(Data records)
........

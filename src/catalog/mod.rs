//! Character catalog: the records and the logic that runs over them.
//!
//! # Data Flow
//! ```text
//! Vec<Character> (fetched once, read-only)
//!     → filter.rs (FilterState + apply: name / species / status)
//!     → values.rs (distinct statuses / species for the filter controls)
//!     → find_by_id (detail view lookup)
//! ```
//!
//! # Design Decisions
//! - Everything here is pure; no I/O, no shared state
//! - Filtering borrows from the collection instead of cloning records
//! - Lookup is a linear scan (collections are tens to low hundreds of records)

pub mod character;
pub mod filter;
pub mod values;

pub use character::{Character, Origin};
pub use filter::{apply, FilterEvent, FilterState, ALL_SPECIES};
pub use values::distinct;

/// Find a character by exact id.
pub fn find_by_id(characters: &[Character], id: u32) -> Option<&Character> {
    characters.iter().find(|c| c.id == id)
}

#[cfg(test)]
mod tests {
    use super::*;

    #[test]
    fn test_find_by_id() {
        let characters = vec![
            Character::new(1, "Rick Sanchez", "Human", "Alive"),
            Character::new(2, "Morty Smith", "Human", "Alive"),
        ];

        assert_eq!(find_by_id(&characters, 2).map(|c| c.name.as_str()), Some("Morty Smith"));
        assert!(find_by_id(&characters, 3).is_none());
    }

    #[test]
    fn test_find_by_id_before_fetch() {
        assert!(find_by_id(&[], 1).is_none());
    }
}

........

**Exercise details**
Would you print exactly, and only, the lines of the data above from the line with "hundreds of records)" through the line with "by exact id.", inclusive?

**Response**
//! - Lookup is a linear scan (collections are tens to low hundreds of records)

pub mod character;
pub mod filter;
pub mod values;

pub use character::{Character, Origin};
pub use filter::{apply, FilterEvent, FilterState, ALL_SPECIES};
pub use values::distinct;

/// Find a character by exact id.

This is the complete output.